▶ PROBLEM: Pull each line containing "update" from the data.

▶ DATA SUPPLIED:
>>

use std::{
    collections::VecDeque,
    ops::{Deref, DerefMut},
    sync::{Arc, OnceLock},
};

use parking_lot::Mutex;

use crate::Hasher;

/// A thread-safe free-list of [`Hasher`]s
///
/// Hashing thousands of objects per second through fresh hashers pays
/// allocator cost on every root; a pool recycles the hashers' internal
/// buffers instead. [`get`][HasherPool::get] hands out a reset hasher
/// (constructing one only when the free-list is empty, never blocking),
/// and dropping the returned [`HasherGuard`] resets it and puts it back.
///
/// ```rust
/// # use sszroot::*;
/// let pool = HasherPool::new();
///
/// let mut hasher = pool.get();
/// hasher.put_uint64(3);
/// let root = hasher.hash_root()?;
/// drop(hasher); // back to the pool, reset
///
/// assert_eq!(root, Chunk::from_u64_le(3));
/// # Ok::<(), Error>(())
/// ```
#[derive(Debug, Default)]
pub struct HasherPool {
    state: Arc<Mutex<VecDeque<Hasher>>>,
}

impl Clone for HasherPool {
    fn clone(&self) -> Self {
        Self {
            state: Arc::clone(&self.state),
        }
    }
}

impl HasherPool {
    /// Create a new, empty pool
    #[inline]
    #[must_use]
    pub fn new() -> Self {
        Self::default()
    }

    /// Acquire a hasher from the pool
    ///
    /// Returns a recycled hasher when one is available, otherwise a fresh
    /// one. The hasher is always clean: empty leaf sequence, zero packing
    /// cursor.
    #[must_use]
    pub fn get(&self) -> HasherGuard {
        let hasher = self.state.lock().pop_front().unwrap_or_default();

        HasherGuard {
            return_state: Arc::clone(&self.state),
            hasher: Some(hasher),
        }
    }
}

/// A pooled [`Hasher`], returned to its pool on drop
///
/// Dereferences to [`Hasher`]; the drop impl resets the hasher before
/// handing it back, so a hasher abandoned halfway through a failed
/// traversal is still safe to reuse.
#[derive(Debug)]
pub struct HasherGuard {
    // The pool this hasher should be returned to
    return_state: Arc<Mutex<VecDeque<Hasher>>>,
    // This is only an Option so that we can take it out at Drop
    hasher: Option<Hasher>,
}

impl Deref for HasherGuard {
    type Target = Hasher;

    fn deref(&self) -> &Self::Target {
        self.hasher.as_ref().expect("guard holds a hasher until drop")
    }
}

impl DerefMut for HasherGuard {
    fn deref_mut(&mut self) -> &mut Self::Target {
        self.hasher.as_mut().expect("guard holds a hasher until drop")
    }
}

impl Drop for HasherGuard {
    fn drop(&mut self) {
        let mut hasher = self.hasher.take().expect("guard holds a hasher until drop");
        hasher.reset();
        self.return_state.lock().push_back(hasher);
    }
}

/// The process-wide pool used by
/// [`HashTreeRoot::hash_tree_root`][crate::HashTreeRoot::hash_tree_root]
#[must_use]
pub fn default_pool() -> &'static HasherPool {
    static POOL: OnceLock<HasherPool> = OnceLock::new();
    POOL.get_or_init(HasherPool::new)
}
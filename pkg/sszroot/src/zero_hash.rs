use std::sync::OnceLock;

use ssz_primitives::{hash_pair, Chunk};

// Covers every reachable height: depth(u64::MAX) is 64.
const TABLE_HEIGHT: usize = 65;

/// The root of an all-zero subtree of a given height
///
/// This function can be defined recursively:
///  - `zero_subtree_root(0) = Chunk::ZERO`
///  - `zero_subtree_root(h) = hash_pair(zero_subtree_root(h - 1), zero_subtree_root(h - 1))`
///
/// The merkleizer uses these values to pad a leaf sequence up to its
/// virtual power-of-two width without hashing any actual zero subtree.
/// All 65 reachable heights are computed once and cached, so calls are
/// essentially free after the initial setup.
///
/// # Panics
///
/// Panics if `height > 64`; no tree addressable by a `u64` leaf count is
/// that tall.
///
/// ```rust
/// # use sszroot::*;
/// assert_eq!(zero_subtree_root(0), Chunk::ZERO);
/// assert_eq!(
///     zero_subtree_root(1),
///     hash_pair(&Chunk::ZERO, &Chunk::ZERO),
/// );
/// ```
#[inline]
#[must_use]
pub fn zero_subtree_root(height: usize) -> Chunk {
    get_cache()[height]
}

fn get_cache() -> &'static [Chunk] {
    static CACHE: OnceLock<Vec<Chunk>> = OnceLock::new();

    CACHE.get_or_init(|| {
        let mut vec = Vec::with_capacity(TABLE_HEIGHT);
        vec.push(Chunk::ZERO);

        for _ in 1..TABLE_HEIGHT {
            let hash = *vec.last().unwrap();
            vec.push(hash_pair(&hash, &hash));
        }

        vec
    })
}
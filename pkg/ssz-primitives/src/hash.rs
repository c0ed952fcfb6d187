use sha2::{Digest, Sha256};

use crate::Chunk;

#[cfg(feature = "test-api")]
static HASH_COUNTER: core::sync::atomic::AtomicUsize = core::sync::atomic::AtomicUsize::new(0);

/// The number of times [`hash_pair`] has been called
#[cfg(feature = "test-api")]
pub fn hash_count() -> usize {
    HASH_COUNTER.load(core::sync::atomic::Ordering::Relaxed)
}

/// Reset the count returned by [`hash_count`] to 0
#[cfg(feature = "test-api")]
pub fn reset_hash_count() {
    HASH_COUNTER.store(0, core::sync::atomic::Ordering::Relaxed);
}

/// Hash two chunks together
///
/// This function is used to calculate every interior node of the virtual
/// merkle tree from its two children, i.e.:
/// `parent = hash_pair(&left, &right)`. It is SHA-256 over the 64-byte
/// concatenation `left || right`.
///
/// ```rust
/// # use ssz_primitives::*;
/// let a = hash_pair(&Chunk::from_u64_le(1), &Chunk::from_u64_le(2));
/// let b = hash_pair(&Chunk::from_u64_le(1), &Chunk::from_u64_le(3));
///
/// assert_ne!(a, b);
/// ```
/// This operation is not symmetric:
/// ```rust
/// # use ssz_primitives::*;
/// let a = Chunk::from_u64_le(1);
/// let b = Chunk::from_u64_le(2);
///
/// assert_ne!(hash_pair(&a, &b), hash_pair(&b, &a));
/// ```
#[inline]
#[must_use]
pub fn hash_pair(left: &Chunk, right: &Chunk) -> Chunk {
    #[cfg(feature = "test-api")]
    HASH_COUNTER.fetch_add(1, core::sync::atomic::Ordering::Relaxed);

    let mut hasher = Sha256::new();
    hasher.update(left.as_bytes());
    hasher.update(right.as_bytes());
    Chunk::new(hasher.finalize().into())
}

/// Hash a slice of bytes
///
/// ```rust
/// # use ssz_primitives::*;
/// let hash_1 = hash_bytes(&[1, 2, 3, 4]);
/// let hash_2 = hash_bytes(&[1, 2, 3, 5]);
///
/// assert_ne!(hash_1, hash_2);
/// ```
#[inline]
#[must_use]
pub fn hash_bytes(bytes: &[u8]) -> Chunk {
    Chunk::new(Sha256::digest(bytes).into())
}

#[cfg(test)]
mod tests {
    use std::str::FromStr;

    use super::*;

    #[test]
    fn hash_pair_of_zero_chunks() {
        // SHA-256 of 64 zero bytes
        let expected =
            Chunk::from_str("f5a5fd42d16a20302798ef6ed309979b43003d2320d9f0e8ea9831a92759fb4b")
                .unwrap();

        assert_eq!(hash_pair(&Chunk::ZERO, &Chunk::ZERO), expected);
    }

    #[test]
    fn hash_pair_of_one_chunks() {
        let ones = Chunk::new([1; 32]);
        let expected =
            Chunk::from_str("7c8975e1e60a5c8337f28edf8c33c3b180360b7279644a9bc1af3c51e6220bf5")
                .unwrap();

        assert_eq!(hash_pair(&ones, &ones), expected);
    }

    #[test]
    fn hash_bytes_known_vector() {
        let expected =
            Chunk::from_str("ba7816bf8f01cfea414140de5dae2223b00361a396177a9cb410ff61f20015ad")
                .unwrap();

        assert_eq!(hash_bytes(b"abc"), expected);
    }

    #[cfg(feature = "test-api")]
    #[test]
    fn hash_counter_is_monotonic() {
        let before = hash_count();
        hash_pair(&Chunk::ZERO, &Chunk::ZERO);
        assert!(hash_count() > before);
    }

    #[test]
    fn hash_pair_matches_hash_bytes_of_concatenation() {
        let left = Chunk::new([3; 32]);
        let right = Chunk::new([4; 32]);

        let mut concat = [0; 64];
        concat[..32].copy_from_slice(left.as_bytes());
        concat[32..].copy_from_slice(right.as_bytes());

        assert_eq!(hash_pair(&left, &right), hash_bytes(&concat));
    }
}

<<
>>

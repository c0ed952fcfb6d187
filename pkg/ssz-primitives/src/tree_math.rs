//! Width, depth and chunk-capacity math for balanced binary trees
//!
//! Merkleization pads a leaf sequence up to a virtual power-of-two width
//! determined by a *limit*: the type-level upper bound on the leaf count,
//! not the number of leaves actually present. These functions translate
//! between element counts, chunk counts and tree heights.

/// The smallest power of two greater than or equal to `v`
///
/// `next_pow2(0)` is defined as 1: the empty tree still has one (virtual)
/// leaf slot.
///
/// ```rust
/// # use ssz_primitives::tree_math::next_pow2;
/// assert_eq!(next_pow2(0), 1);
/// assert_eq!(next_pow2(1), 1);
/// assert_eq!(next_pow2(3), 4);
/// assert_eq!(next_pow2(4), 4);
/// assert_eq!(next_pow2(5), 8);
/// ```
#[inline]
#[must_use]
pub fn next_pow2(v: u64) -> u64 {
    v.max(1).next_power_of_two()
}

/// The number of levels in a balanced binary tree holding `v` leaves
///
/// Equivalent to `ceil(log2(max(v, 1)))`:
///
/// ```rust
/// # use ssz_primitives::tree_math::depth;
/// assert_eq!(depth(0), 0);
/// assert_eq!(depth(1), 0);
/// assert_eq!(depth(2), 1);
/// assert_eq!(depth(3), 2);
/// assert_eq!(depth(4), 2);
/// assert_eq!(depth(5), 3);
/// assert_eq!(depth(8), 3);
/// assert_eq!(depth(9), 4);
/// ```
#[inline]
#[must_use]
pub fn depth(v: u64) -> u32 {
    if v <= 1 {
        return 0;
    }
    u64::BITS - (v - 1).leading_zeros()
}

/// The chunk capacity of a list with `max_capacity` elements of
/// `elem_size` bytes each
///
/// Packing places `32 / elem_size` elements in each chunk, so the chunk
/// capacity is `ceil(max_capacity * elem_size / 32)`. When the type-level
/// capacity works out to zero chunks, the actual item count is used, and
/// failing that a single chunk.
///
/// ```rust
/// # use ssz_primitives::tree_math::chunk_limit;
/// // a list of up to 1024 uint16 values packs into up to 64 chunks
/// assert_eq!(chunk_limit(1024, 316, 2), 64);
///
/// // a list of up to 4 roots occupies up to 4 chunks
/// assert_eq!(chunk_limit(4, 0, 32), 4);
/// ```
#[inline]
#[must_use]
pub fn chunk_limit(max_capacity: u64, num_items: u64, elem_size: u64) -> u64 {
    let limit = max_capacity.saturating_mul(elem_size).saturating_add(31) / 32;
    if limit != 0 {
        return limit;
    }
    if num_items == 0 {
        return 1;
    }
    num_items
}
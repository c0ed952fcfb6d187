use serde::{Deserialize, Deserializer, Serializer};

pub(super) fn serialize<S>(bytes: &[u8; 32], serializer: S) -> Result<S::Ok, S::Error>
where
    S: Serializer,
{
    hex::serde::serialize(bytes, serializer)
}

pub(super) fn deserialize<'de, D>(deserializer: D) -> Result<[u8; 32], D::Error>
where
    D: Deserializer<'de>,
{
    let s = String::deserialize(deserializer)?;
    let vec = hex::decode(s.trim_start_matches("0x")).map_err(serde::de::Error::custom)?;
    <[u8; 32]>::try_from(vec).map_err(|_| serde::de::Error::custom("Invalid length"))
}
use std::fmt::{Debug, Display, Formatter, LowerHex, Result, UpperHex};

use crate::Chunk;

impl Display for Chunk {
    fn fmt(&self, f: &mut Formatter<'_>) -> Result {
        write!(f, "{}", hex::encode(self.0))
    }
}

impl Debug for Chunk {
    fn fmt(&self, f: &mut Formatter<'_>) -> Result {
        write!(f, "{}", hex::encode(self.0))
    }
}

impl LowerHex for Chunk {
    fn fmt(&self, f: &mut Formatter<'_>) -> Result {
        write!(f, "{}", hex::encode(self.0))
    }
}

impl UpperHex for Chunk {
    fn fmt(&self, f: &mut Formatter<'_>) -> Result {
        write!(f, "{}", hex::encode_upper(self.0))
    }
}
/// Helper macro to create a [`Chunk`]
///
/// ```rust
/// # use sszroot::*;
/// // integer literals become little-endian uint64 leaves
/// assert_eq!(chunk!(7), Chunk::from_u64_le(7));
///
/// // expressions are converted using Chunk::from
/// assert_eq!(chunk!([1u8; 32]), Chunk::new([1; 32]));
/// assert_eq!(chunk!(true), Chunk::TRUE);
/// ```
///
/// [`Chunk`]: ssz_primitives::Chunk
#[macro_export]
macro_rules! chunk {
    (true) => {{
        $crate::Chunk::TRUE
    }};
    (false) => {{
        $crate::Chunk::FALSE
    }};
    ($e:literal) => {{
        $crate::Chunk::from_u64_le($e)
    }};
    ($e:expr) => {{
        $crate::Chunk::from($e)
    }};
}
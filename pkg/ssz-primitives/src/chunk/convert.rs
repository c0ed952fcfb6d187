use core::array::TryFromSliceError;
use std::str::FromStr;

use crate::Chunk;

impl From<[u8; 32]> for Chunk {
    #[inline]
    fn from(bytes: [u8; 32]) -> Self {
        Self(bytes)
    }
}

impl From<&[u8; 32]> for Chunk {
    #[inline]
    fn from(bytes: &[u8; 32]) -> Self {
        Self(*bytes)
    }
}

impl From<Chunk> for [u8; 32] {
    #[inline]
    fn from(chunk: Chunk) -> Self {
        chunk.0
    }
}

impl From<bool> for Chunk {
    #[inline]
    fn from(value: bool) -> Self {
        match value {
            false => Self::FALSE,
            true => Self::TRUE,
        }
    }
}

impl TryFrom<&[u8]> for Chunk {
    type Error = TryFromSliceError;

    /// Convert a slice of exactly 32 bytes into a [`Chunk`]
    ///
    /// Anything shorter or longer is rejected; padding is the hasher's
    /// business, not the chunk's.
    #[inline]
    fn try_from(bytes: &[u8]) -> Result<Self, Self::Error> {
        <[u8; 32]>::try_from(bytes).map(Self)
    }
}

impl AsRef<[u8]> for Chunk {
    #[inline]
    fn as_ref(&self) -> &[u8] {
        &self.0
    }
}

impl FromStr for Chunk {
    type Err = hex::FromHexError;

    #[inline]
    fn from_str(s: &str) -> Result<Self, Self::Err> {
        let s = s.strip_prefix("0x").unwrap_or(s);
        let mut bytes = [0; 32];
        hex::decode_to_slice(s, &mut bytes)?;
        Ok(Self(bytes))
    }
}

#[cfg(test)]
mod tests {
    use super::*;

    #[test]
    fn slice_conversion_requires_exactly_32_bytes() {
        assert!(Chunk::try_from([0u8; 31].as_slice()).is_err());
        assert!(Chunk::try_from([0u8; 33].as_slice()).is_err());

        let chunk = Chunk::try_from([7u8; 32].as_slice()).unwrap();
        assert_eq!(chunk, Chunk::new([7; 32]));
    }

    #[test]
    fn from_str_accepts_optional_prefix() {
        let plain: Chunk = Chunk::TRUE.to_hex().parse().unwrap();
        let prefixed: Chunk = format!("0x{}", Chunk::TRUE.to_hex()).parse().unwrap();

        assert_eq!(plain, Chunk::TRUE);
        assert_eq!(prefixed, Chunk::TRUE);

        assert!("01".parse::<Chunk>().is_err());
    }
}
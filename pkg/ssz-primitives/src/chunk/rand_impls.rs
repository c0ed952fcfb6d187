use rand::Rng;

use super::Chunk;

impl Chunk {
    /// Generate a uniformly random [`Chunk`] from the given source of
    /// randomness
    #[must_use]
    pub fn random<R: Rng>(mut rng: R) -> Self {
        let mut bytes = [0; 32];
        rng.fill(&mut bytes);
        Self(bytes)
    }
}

<<

▶ WRITTEN RESPONSE:
    hasher.update(left.as_bytes());
    hasher.update(right.as_bytes());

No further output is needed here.